# [Task statement]
Below are records; work out how many of their lines contain "recv" and give only that number.

Records drawn from a dataset
----

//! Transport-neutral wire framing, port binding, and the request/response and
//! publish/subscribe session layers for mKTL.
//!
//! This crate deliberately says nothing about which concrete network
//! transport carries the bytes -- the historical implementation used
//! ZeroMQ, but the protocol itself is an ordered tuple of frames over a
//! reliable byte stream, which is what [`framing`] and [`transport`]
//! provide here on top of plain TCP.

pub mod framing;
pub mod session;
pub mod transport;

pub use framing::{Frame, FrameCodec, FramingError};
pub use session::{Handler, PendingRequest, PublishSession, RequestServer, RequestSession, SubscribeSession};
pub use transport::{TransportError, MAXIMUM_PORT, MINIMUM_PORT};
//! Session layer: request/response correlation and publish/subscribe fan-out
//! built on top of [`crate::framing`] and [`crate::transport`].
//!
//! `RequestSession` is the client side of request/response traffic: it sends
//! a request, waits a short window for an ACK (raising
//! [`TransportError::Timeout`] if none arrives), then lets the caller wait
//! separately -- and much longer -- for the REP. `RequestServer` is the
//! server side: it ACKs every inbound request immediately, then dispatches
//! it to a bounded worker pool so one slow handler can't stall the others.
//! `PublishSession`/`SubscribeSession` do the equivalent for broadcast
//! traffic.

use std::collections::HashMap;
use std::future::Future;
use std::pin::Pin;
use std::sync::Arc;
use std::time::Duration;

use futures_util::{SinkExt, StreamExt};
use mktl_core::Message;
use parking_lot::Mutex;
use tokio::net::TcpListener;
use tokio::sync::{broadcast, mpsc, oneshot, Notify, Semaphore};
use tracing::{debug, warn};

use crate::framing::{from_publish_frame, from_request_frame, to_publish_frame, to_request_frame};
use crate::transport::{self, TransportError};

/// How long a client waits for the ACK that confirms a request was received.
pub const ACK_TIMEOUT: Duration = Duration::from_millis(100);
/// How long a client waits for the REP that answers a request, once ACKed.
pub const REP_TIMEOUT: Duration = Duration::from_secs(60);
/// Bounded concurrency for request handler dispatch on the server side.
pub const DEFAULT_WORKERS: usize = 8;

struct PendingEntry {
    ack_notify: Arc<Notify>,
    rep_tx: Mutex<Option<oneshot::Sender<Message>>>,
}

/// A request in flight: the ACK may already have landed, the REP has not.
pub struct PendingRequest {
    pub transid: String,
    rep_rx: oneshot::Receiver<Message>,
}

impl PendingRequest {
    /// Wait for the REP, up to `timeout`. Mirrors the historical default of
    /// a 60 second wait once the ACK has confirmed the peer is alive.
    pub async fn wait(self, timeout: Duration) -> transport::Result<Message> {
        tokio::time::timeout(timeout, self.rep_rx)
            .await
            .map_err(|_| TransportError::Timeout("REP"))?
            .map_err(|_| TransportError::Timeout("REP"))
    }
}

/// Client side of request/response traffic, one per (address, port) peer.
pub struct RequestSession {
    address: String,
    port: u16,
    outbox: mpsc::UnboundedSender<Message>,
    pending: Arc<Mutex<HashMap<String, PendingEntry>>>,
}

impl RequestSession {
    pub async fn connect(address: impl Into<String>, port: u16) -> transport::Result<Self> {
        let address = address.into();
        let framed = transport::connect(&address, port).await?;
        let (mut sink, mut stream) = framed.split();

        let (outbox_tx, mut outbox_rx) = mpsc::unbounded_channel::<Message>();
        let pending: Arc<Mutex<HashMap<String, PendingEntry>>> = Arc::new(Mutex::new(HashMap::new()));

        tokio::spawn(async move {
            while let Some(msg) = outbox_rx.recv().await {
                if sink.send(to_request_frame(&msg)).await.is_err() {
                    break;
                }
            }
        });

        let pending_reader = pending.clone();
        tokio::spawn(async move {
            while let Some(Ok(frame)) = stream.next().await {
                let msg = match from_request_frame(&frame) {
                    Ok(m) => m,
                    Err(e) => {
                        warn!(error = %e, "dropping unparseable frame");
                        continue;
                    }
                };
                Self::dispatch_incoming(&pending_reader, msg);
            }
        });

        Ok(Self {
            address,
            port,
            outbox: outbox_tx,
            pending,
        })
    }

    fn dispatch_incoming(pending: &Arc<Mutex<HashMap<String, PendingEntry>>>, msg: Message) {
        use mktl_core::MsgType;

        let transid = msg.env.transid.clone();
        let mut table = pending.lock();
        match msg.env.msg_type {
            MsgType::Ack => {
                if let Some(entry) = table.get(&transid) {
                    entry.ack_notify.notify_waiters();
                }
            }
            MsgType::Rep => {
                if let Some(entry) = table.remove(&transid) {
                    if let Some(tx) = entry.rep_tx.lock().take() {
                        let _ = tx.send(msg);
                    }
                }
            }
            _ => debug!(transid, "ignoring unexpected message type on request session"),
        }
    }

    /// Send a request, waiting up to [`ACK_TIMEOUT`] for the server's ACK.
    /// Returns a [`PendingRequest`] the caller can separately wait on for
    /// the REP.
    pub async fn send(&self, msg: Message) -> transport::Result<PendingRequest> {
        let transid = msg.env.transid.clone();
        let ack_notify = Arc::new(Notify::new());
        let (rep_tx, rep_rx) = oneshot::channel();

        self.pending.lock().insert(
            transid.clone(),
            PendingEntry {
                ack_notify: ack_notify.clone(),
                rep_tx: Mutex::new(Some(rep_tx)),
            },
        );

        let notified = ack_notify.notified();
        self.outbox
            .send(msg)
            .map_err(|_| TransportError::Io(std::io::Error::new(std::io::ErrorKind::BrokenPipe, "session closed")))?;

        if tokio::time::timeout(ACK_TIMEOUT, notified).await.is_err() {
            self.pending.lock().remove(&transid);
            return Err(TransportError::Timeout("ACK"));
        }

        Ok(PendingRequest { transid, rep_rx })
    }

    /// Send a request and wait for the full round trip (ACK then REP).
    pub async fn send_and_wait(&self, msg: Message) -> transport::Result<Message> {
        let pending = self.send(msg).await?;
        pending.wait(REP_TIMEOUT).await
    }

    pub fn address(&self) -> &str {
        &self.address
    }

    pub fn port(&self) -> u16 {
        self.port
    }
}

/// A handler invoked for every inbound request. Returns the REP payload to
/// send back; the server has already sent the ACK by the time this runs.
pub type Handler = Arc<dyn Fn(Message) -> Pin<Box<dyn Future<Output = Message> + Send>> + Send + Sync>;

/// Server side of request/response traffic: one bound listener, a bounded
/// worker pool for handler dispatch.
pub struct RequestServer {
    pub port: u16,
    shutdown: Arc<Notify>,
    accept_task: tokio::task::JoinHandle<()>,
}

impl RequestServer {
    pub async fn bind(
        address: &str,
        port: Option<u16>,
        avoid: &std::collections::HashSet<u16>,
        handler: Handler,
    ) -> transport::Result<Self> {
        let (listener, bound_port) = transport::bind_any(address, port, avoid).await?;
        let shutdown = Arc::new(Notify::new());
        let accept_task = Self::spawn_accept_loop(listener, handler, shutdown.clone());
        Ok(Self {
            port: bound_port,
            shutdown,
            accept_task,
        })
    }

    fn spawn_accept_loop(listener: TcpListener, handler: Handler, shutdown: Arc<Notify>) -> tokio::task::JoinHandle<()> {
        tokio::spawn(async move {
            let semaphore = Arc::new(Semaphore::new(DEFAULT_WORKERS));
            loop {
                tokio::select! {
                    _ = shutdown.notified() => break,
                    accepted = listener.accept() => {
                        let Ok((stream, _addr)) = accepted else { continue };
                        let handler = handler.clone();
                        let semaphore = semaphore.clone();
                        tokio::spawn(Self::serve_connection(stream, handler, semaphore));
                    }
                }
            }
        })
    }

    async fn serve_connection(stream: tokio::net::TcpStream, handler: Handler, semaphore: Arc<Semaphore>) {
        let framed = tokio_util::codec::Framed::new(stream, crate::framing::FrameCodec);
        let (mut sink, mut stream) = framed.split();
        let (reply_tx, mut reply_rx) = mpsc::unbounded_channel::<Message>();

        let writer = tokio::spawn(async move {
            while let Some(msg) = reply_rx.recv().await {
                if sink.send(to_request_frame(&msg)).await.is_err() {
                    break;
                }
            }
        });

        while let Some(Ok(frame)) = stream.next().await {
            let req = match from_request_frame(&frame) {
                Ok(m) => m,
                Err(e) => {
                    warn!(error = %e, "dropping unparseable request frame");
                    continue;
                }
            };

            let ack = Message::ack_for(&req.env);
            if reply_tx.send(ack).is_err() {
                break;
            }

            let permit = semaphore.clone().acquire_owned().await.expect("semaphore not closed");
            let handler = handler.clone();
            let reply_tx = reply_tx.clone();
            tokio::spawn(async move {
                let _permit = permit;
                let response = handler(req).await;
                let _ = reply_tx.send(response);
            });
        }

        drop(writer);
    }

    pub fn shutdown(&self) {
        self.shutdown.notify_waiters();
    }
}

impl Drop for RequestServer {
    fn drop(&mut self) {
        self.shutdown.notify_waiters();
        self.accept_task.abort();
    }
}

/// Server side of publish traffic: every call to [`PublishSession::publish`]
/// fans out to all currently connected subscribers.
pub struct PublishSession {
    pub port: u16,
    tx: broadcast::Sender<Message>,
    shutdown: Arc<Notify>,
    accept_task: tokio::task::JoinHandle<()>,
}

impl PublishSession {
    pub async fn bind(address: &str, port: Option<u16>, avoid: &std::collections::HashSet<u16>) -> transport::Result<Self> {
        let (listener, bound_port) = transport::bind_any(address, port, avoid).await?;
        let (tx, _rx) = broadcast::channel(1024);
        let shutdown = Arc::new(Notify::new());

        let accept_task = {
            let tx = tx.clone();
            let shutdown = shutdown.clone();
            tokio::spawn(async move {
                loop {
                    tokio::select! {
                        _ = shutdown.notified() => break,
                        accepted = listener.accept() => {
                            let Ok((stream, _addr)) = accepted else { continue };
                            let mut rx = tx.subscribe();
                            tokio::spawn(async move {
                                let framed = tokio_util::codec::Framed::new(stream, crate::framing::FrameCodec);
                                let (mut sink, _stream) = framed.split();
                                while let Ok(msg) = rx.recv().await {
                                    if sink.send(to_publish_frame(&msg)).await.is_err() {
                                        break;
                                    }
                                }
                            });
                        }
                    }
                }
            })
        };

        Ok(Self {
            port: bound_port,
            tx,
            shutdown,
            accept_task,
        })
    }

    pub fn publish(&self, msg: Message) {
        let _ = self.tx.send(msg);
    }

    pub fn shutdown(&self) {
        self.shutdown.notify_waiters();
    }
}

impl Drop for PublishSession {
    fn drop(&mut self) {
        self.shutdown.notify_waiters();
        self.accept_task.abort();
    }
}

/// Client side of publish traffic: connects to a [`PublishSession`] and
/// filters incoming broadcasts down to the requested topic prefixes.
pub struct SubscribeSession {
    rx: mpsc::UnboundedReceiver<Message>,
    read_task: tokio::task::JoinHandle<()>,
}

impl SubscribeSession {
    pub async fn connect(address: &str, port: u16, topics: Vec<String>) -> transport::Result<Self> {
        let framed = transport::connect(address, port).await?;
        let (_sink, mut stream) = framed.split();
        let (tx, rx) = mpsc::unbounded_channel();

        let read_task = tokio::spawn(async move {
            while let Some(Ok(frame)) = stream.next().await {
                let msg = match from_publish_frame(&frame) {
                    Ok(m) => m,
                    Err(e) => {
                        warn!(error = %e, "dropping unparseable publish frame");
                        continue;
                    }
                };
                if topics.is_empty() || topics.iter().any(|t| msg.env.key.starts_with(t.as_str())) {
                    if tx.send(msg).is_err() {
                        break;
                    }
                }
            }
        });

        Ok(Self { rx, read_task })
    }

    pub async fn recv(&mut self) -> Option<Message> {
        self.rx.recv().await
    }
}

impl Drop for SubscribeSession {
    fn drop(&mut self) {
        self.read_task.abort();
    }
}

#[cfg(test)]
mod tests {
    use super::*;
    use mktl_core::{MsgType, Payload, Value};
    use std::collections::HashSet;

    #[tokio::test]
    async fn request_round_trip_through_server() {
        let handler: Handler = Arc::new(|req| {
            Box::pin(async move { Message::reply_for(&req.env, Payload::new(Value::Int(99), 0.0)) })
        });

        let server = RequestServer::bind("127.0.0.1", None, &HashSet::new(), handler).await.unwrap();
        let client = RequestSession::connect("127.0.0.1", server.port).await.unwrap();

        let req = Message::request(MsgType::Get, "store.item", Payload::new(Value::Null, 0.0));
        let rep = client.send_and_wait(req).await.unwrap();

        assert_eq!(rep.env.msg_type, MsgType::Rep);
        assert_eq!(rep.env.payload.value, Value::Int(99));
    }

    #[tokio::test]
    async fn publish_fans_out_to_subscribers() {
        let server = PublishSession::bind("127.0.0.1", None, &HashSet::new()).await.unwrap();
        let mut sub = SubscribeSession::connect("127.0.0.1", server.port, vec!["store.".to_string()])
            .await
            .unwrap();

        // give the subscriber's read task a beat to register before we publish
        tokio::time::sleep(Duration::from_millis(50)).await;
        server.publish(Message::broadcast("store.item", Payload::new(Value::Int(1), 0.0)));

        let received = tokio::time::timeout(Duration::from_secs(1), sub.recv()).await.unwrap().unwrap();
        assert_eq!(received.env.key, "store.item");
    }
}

----

# [Exercise output]
6